Nagios windows agent issue

Support forum for Nagios Core, Nagios Plugins, NCPA, NRPE, NSCA, NDOUtils and more. Engage with the community of users including those using the open source solutions.
Locked
padu_3891
Posts: 50
Joined: Thu Sep 05, 2013 10:12 pm

Nagios windows agent issue

Post by padu_3891 »

Hello Team,

My nagios server is a virtual machine, all of sudden, the alerts were triggered for agent "Unable to establish communication with Agent" of 100 servers. I have tried executing the command, for first execution, I got the results and for second execution (immediate after first), got the error "Unable to establish communication with Agent" and it goes on....

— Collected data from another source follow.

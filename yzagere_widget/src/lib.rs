//! The interactive contact form embedded in the marketing pages.
//!
//! [`form::ContactForm`] owns everything the form displays and changes only
//! through its methods. [`api::ContactApi`] talks to the relay endpoint.

pub mod api;
pub mod form;

use yzagere_shared_contracts::time::TimeService;

use crate::{api::ContactApi, form::ContactForm};

/// Runs a full submission: client-side validation, the request to the relay
/// endpoint and the resulting state transition.
///
/// Returns `false` if nothing was sent, either because the form has errors or
/// because a submission is already in flight.
pub async fn submit(
    form: &mut ContactForm,
    api: &impl ContactApi,
    time: &impl TimeService,
) -> bool {
    let Some(payload) = form.begin_submit() else {
        return false;
    };

    let result = api.submit(&payload).await;
    if let Err(err) = &result {
        tracing::error!("Form submission error: {err:#}");
    }

    form.finish_submit(result, time.now());
    true
}
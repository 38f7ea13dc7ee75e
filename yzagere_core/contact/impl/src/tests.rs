use std::{sync::Arc, time::Duration};

use pretty_assertions::assert_eq;
use yzagere_core_contact_contracts::{ContactRelayError, ContactService, RelayOutcome};
use yzagere_demo::{
    BOT, BUSINESS_NAME, HASTY_BOT, JANE_DOE, JANE_DOE_EMAIL, JANE_DOE_FULL, LEADS_INBOX, NOW,
    NOW_ARIZONA,
};
use yzagere_email_contracts::{Email, EmailBody, MockEmailService};
use yzagere_models::contact::{
    ContactField, ContactFormFields, FieldError, SpamReason, DEFAULT_SERVICE,
};
use yzagere_shared_contracts::time::MockTimeService;
use yzagere_templates_contracts::{
    LeadNotification, LeadNotificationHtmlTemplate, LeadNotificationTextTemplate,
    MockTemplateService,
};
use yzagere_utils::assert_matches;

use crate::{format_arizona_time, ContactServiceConfig, ContactServiceImpl};

type Sut = ContactServiceImpl<MockTimeService, MockEmailService, MockTemplateService>;

fn config() -> ContactServiceConfig {
    ContactServiceConfig {
        recipient: Arc::new(LEADS_INBOX.clone()),
        business_name: BUSINESS_NAME.into(),
        min_dwell_time: Duration::from_secs(4),
    }
}

fn sut(time: MockTimeService, email: MockEmailService, template: MockTemplateService) -> Sut {
    ContactServiceImpl::new(time, email, template, config())
}

fn notification(fields: &ContactFormFields) -> LeadNotification {
    let service = match fields.service.trim() {
        "" => DEFAULT_SERVICE,
        service => service,
    };
    LeadNotification {
        business_name: BUSINESS_NAME.into(),
        service: service.into(),
        name: fields.name.trim().into(),
        email: fields.email.trim().into(),
        phone: Some(fields.phone.trim())
            .filter(|phone| !phone.is_empty())
            .map(Into::into),
        message: fields.message.trim().into(),
        submitted_at: NOW_ARIZONA.into(),
    }
}

fn template_for(fields: &ContactFormFields) -> MockTemplateService {
    MockTemplateService::new()
        .with_render(
            LeadNotificationTextTemplate(notification(fields)),
            "text body".into(),
        )
        .with_render(
            LeadNotificationHtmlTemplate(notification(fields)),
            "<p>html body</p>".into(),
        )
}

fn expected_email(subject: &str) -> Email {
    Email {
        recipient: LEADS_INBOX.clone(),
        subject: subject.into(),
        body: EmailBody::Alternative {
            text: "text body".into(),
            html: "<p>html body</p>".into(),
        },
        reply_to: Some(JANE_DOE_EMAIL.clone().into()),
    }
}

#[tokio::test]
async fn ok() {
    // Arrange
    let time = MockTimeService::new().with_now(*NOW);
    let template = template_for(&JANE_DOE);
    let email = MockEmailService::new().with_send(
        expected_email("New Lead: General Inquiry — Jane Doe"),
        true,
    );

    let sut = sut(time, email, template);

    // Act
    let result = sut.relay(JANE_DOE.clone()).await;

    // Assert
    assert_eq!(result.unwrap(), RelayOutcome::Delivered);
}

#[tokio::test]
async fn ok_with_phone_and_service() {
    // Arrange
    let time = MockTimeService::new().with_now(*NOW);
    let template = template_for(&JANE_DOE_FULL);
    let email = MockEmailService::new().with_send(
        expected_email("New Lead: Sprinkler/Irrigation Repair — Jane Doe"),
        true,
    );

    let sut = sut(time, email, template);

    // Act
    let result = sut.relay(JANE_DOE_FULL.clone()).await;

    // Assert
    assert_eq!(result.unwrap(), RelayOutcome::Delivered);
}

#[tokio::test]
async fn honeypot() {
    // Arrange
    let time = MockTimeService::new().with_now(*NOW);
    let sut = sut(time, MockEmailService::new(), MockTemplateService::new());

    // Act
    let result = sut.relay(BOT.clone()).await;

    // Assert
    assert_eq!(
        result.unwrap(),
        RelayOutcome::Dropped(SpamReason::Honeypot)
    );
}

#[tokio::test]
async fn too_fast() {
    // Arrange
    let time = MockTimeService::new().with_now(*NOW);
    let sut = sut(time, MockEmailService::new(), MockTemplateService::new());

    // Act
    let result = sut.relay(HASTY_BOT.clone()).await;

    // Assert
    assert_eq!(
        result.unwrap(),
        RelayOutcome::Dropped(SpamReason::TooFast { elapsed_ms: 1000 })
    );
}

#[tokio::test]
async fn spam_is_checked_before_validation() {
    // Arrange
    let time = MockTimeService::new().with_now(*NOW);
    let sut = sut(time, MockEmailService::new(), MockTemplateService::new());
    let fields = ContactFormFields {
        honeypot: "x".into(),
        ..Default::default()
    };

    // Act
    let result = sut.relay(fields).await;

    // Assert
    assert_eq!(
        result.unwrap(),
        RelayOutcome::Dropped(SpamReason::Honeypot)
    );
}

#[tokio::test]
async fn missing_required_fields() {
    for field in ContactField::REQUIRED {
        // Arrange
        let time = MockTimeService::new().with_now(*NOW);
        let sut = sut(time, MockEmailService::new(), MockTemplateService::new());
        let mut fields = JANE_DOE.clone();
        *fields.get_mut(field) = "   ".into();

        // Act
        let result = sut.relay(fields).await;

        // Assert
        assert_matches!(result, Err(ContactRelayError::MissingRequiredFields));
    }
}

#[tokio::test]
async fn invalid_email() {
    for email in ["foo", "foo@bar", "@bar.com"] {
        // Arrange
        let time = MockTimeService::new().with_now(*NOW);
        let sut = sut(time, MockEmailService::new(), MockTemplateService::new());
        let fields = ContactFormFields {
            email: email.into(),
            ..JANE_DOE.clone()
        };

        // Act
        let result = sut.relay(fields).await;

        // Assert
        assert_matches!(result, Err(ContactRelayError::InvalidEmail));
    }
}

#[tokio::test]
async fn invalid_phone() {
    // Arrange
    let time = MockTimeService::new().with_now(*NOW);
    let sut = sut(time, MockEmailService::new(), MockTemplateService::new());
    let fields = ContactFormFields {
        phone: "555-CALL".into(),
        ..JANE_DOE.clone()
    };

    // Act
    let result = sut.relay(fields).await;

    // Assert
    assert_matches!(
        result,
        Err(ContactRelayError::Invalid(errors))
            if errors.get(ContactField::Phone) == Some(FieldError::InvalidPhone)
    );
}

#[tokio::test]
async fn send_rejected() {
    // Arrange
    let time = MockTimeService::new().with_now(*NOW);
    let template = template_for(&JANE_DOE);
    let email = MockEmailService::new().with_send(
        expected_email("New Lead: General Inquiry — Jane Doe"),
        false,
    );

    let sut = sut(time, email, template);

    // Act
    let result = sut.relay(JANE_DOE.clone()).await;

    // Assert
    assert_matches!(result, Err(ContactRelayError::Send));
}

#[tokio::test]
async fn transport_error() {
    // Arrange
    let time = MockTimeService::new().with_now(*NOW);
    let template = template_for(&JANE_DOE);
    let email = MockEmailService::new().with_send_error(
        expected_email("New Lead: General Inquiry — Jane Doe"),
        "535 Authentication failed: bad api key",
    );

    let sut = sut(time, email, template);

    // Act
    let result = sut.relay(JANE_DOE.clone()).await;

    // Assert
    assert_matches!(result, Err(ContactRelayError::Other(_)));
}

#[test]
fn arizona_time() {
    assert_eq!(format_arizona_time(*NOW), NOW_ARIZONA);
    assert_eq!(
        format_arizona_time("2026-07-01T06:05:09Z".parse().unwrap()),
        "6/30/2026, 11:05:09 PM MST"
    );
}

The issue persisted for 3 continuous days, now everything is back to normal.

what could be the cause of the issue?

Is it related to network?

We have check the nagios server load, CPU, etc, all looks fine. Similarly we checked with network team, no issues as well.

Please let us know how can we find the cause of this issue to take preventive action.

Thank you,
Padma Muthu
User avatar
mcapra
Posts: 3739
Joined: Thu May 05, 2016 3:54 pm

Re: Nagios windows agent issue

Post by mcapra »

I am going to assume the agent you are using is NSClient++. Please correct me if I am wrong.

Which plugin is being used on the Nagios Core side of things to reach out to NSClient++? What version of that plugin are you using?

Which version of NSClient++ is being used on your machines? Do you have a standard NSClient++ configuration these machines use and, if so, could you share it?
padu_3891 wrote:We have check the nagios server load, CPU, etc, all looks fine.
Did you also check the Nagios Core machine's available file descriptors, open file limits, and available sockets?
Former Nagios employee
https://www.mcapra.com/
kyang

Re: Nagios windows agent issue

Post by kyang »

Thanks for the help @mcapra!
padu_3891
Posts: 50
Joined: Thu Sep 05, 2013 10:12 pm

Re: Nagios windows agent issue

Post by padu_3891 »

I am going to assume the agent you are using is NSClient++. You are correct.

Which plugin is being used on the Nagios Core side of things to reach out to NSClient++? What version of that plugin are you using?

Check_nrpe, version 2.12


Which version of NSClient++ is being used on your machines? Do you have a standard NSClient++ configuration these machines use and, if so, could you share it?

Nsclient++ version 4.3.1, yes it is a standard configuration. Do you want to share the nsclient.ini file?

Did you also check the Nagios Core machine's available file descriptors, open file limits, and available sockets?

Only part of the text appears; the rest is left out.